* Exercise: Each line in these records that contains "StandardPanels" counts once. Give the number only.

* Information provided:
•••••
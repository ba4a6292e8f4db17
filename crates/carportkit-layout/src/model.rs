//! Configuration data model.
//!
//! [`Configuration`] is the single root aggregate of the configurator. It
//! serializes with the camelCase field names used by share links and local
//! persistence (`roofType`, `storageRoom`, `customPanels`, `startPostId`...).

use carportkit_core::LayoutError;
use serde::{Deserialize, Serialize};
use std::fmt;

use crate::geometry::Footprint;

macro_rules! define_id {
    ($(#[$meta:meta])* $name:ident) => {
        $(#[$meta])*
        #[derive(Debug, Clone, PartialEq, Eq, Hash, PartialOrd, Ord, Serialize, Deserialize)]
        #[serde(transparent)]
        pub struct $name(String);

        impl $name {
            pub fn new(id: impl Into<String>) -> Self {
                Self(id.into())
            }

            pub fn as_str(&self) -> &str {
                &self.0
            }
        }

        impl fmt::Display for $name {
            fn fmt(&self, f: &mut fmt::Formatter<'_>) -> fmt::Result {
                f.write_str(&self.0)
            }
        }

        impl From<&str> for $name {
            fn from(id: &str) -> Self {
                Self(id.to_string())
            }
        }

        impl PartialEq<str> for $name {
            fn eq(&self, other: &str) -> bool {
                self.0 == other
            }
        }

        impl PartialEq<&str> for $name {
            fn eq(&self, other: &&str) -> bool {
                self.0 == *other
            }
        }
    };
}

define_id!(
    /// Identifier of a post, structural (`static-*`) or custom (`post-N`).
    PostId
);
define_id!(
    /// Identifier of a custom or storage panel.
    PanelId
);
define_id!(
    /// Identifier of a window or door.
    FeatureId
);

/// Roof covering.
#[derive(Debug, Clone, Copy, PartialEq, Eq, Hash, Default, Serialize, Deserialize)]
#[serde(rename_all = "lowercase")]
pub enum RoofType {
    #[default]
    Metal,
    Glass,
    Polycarbonate,
}

/// Infill of a standard side slot.
#[derive(Debug, Clone, Copy, PartialEq, Eq, Hash, Default, Serialize, Deserialize)]
#[serde(rename_all = "lowercase")]
pub enum PanelType {
    #[default]
    None,
    Slats,
    Solid,
}

/// Infill of a panel spanning two posts. Custom panels always have one.
#[derive(Debug, Clone, Copy, PartialEq, Eq, Hash, Default, Serialize, Deserialize)]
#[serde(rename_all = "lowercase")]
pub enum CustomPanelKind {
    #[default]
    Slats,
    Solid,
}

impl From<CustomPanelKind> for PanelType {
    fn from(kind: CustomPanelKind) -> Self {
        match kind {
            CustomPanelKind::Slats => PanelType::Slats,
            CustomPanelKind::Solid => PanelType::Solid,
        }
    }
}

/// Kind of opening embedded in a solid panel.
#[derive(Debug, Clone, Copy, PartialEq, Eq, Hash, Serialize, Deserialize)]
#[serde(rename_all = "lowercase")]
pub enum FeatureKind {
    Window,
    Door,
}

/// One of the three fixed side slots.
#[derive(Debug, Clone, Copy, PartialEq, Eq, Hash, Serialize, Deserialize)]
#[serde(rename_all = "lowercase")]
pub enum WallSide {
    Left,
    Right,
    Back,
}

impl WallSide {
    pub const ALL: [WallSide; 3] = [WallSide::Left, WallSide::Right, WallSide::Back];

    pub fn as_str(&self) -> &'static str {
        match self {
            WallSide::Left => "left",
            WallSide::Right => "right",
            WallSide::Back => "back",
        }
    }
}

impl fmt::Display for WallSide {
    fn fmt(&self, f: &mut fmt::Formatter<'_>) -> fmt::Result {
        f.write_str(self.as_str())
    }
}

/// User-facing side a storage room is attached to.
#[derive(Debug, Clone, Copy, PartialEq, Eq, Hash, Default, Serialize, Deserialize)]
#[serde(rename_all = "lowercase")]
pub enum StoragePosition {
    #[default]
    Back,
    Left,
    Right,
}

/// Side of the roof that carries the gutter.
#[derive(Debug, Clone, Copy, PartialEq, Eq, Hash, Default, Serialize, Deserialize)]
#[serde(rename_all = "lowercase")]
pub enum GutterSide {
    Front,
    #[default]
    Back,
}

/// End of the gutter the downpipe drains from.
#[derive(Debug, Clone, Copy, PartialEq, Eq, Hash, Default, Serialize, Deserialize)]
#[serde(rename_all = "lowercase")]
pub enum DrainSide {
    Left,
    #[default]
    Right,
}

/// A window or door positioned along its panel.
#[derive(Debug, Clone, PartialEq, Serialize, Deserialize)]
pub struct PanelFeature {
    pub id: FeatureId,
    #[serde(rename = "type")]
    pub kind: FeatureKind,
    /// Offset from the panel centre along the panel width.
    pub x: f64,
}

/// Contents of a standard side slot.
#[derive(Debug, Clone, PartialEq, Default, Serialize, Deserialize)]
pub struct PanelConfig {
    #[serde(rename = "type")]
    pub panel_type: PanelType,
    #[serde(default)]
    pub features: Vec<PanelFeature>,
}

impl PanelConfig {
    pub fn new(panel_type: PanelType) -> Self {
        Self {
            panel_type,
            features: Vec::new(),
        }
    }
}

/// The three standard side slots.
#[derive(Debug, Clone, PartialEq, Default, Serialize, Deserialize)]
pub struct StandardPanels {
    pub left: PanelConfig,
    pub right: PanelConfig,
    pub back: PanelConfig,
}

impl StandardPanels {
    pub fn get(&self, side: WallSide) -> &PanelConfig {
        match side {
            WallSide::Left => &self.left,
            WallSide::Right => &self.right,
            WallSide::Back => &self.back,
        }
    }

    pub fn get_mut(&mut self, side: WallSide) -> &mut PanelConfig {
        match side {
            WallSide::Left => &mut self.left,
            WallSide::Right => &mut self.right,
            WallSide::Back => &mut self.back,
        }
    }
}

#[derive(Debug, Clone, Copy, PartialEq, Serialize, Deserialize)]
pub struct StorageRoomConfig {
    pub enabled: bool,
    pub position: StoragePosition,
    /// Distance from the outer wall to the partition wall.
    pub depth: f64,
}

impl Default for StorageRoomConfig {
    fn default() -> Self {
        Self {
            enabled: false,
            position: StoragePosition::Back,
            depth: 1.5,
        }
    }
}

#[derive(Debug, Clone, Copy, PartialEq, Serialize, Deserialize)]
pub struct GutterConfig {
    pub enabled: bool,
    pub side: GutterSide,
    pub drain: DrainSide,
}

impl Default for GutterConfig {
    fn default() -> Self {
        Self {
            enabled: true,
            side: GutterSide::Back,
            drain: DrainSide::Right,
        }
    }
}

/// A user-placed post on the ground plane.
#[derive(Debug, Clone, PartialEq, Serialize, Deserialize)]
pub struct CustomPost {
    pub id: PostId,
    pub x: f64,
    pub z: f64,
}

/// A wall span between two posts, referenced by id.
#[derive(Debug, Clone, PartialEq, Serialize, Deserialize)]
#[serde(rename_all = "camelCase")]
pub struct CustomPanel {
    pub id: PanelId,
    pub start_post_id: PostId,
    pub end_post_id: PostId,
    #[serde(rename = "type")]
    pub kind: CustomPanelKind,
    #[serde(default)]
    pub features: Vec<PanelFeature>,
}

impl CustomPanel {
    /// True when the panel connects `a` and `b` in either direction.
    pub fn connects(&self, a: &PostId, b: &PostId) -> bool {
        (&self.start_post_id == a && &self.end_post_id == b)
            || (&self.start_post_id == b && &self.end_post_id == a)
    }

    /// True when `post` is either endpoint.
    pub fn references(&self, post: &PostId) -> bool {
        &self.start_post_id == post || &self.end_post_id == post
    }
}

/// Reference to any panel that can own features.
#[derive(Debug, Clone, PartialEq, Eq, Hash)]
pub enum PanelRef {
    Standard(WallSide),
    Custom(PanelId),
}

impl PanelRef {
    /// Parses a wire id: the standard slot names map to
    /// [`PanelRef::Standard`], anything else is a custom panel id.
    pub fn parse(id: &str) -> Self {
        match id {
            "left" => PanelRef::Standard(WallSide::Left),
            "right" => PanelRef::Standard(WallSide::Right),
            "back" => PanelRef::Standard(WallSide::Back),
            other => PanelRef::Custom(PanelId::new(other)),
        }
    }
}

impl From<WallSide> for PanelRef {
    fn from(side: WallSide) -> Self {
        PanelRef::Standard(side)
    }
}

impl From<PanelId> for PanelRef {
    fn from(id: PanelId) -> Self {
        PanelRef::Custom(id)
    }
}

impl fmt::Display for PanelRef {
    fn fmt(&self, f: &mut fmt::Formatter<'_>) -> fmt::Result {
        match self {
            PanelRef::Standard(side) => write!(f, "{}", side),
            PanelRef::Custom(id) => write!(f, "{}", id),
        }
    }
}

/// Inclusive range a dimension slider allows.
#[derive(Debug, Clone, Copy, PartialEq)]
pub struct Limit {
    pub name: &'static str,
    pub min: f64,
    pub max: f64,
}

impl Limit {
    pub const WIDTH: Limit = Limit::new("width", 3.0, 8.0);
    pub const DEPTH: Limit = Limit::new("depth", 4.0, 8.0);
    pub const HEIGHT: Limit = Limit::new("height", 2.2, 3.5);
    pub const STORAGE_DEPTH: Limit = Limit::new("storage depth", 1.0, 5.0);

    pub const fn new(name: &'static str, min: f64, max: f64) -> Self {
        Self { name, min, max }
    }

    pub fn contains(&self, value: f64) -> bool {
        value >= self.min && value <= self.max
    }

    /// Clamps into range; non-finite input falls back to the minimum.
    pub fn clamp(&self, value: f64) -> f64 {
        if !value.is_finite() {
            return self.min;
        }
        value.clamp(self.min, self.max)
    }

    pub fn check(&self, value: f64) -> Result<(), LayoutError> {
        if self.contains(value) {
            Ok(())
        } else {
            Err(LayoutError::InvalidDimension {
                name: self.name,
                value,
                min: self.min,
                max: self.max,
            })
        }
    }
}

/// The complete carport configuration.
#[derive(Debug, Clone, PartialEq, Serialize, Deserialize)]
#[serde(rename_all = "camelCase")]
pub struct Configuration {
    /// Extent along the internal X axis, meters.
    pub width: f64,
    /// Extent along the internal Z axis, meters.
    pub depth: f64,
    pub height: f64,
    /// Display colour as `#RRGGBB`.
    pub color: String,
    pub roof_type: RoofType,
    #[serde(default)]
    pub panels: StandardPanels,
    #[serde(default)]
    pub storage_room: StorageRoomConfig,
    #[serde(default)]
    pub gutter: GutterConfig,
    #[serde(default)]
    pub custom_posts: Vec<CustomPost>,
    #[serde(default)]
    pub custom_panels: Vec<CustomPanel>,
}

impl Default for Configuration {
    fn default() -> Self {
        Self {
            width: 4.0,
            depth: 6.0,
            height: 2.5,
            color: crate::palette::DEFAULT_COLOR.to_string(),
            roof_type: RoofType::Metal,
            panels: StandardPanels::default(),
            storage_room: StorageRoomConfig::default(),
            gutter: GutterConfig::default(),
            custom_posts: Vec::new(),
            custom_panels: Vec::new(),
        }
    }
}

impl Configuration {
    pub fn footprint(&self) -> Footprint {
        Footprint::new(self.width, self.depth)
    }

    /// Checks every dimension against its slider range.
    pub fn validate(&self) -> Result<(), LayoutError> {
        Limit::WIDTH.check(self.width)?;
        Limit::DEPTH.check(self.depth)?;
        Limit::HEIGHT.check(self.height)?;
        Limit::STORAGE_DEPTH.check(self.storage_room.depth)?;
        Ok(())
    }

    pub fn custom_post(&self, id: &PostId) -> Option<&CustomPost> {
        self.custom_posts.iter().find(|p| &p.id == id)
    }

    pub fn custom_panel(&self, id: &PanelId) -> Option<&CustomPanel> {
        self.custom_panels.iter().find(|p| &p.id == id)
    }

    /// Features owned by the referenced panel, if it exists.
    pub fn features(&self, panel: &PanelRef) -> Option<&[PanelFeature]> {
        match panel {
            PanelRef::Standard(side) => Some(&self.panels.get(*side).features),
            PanelRef::Custom(id) => self.custom_panel(id).map(|p| p.features.as_slice()),
        }
    }
}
•••••
* Solution below: 4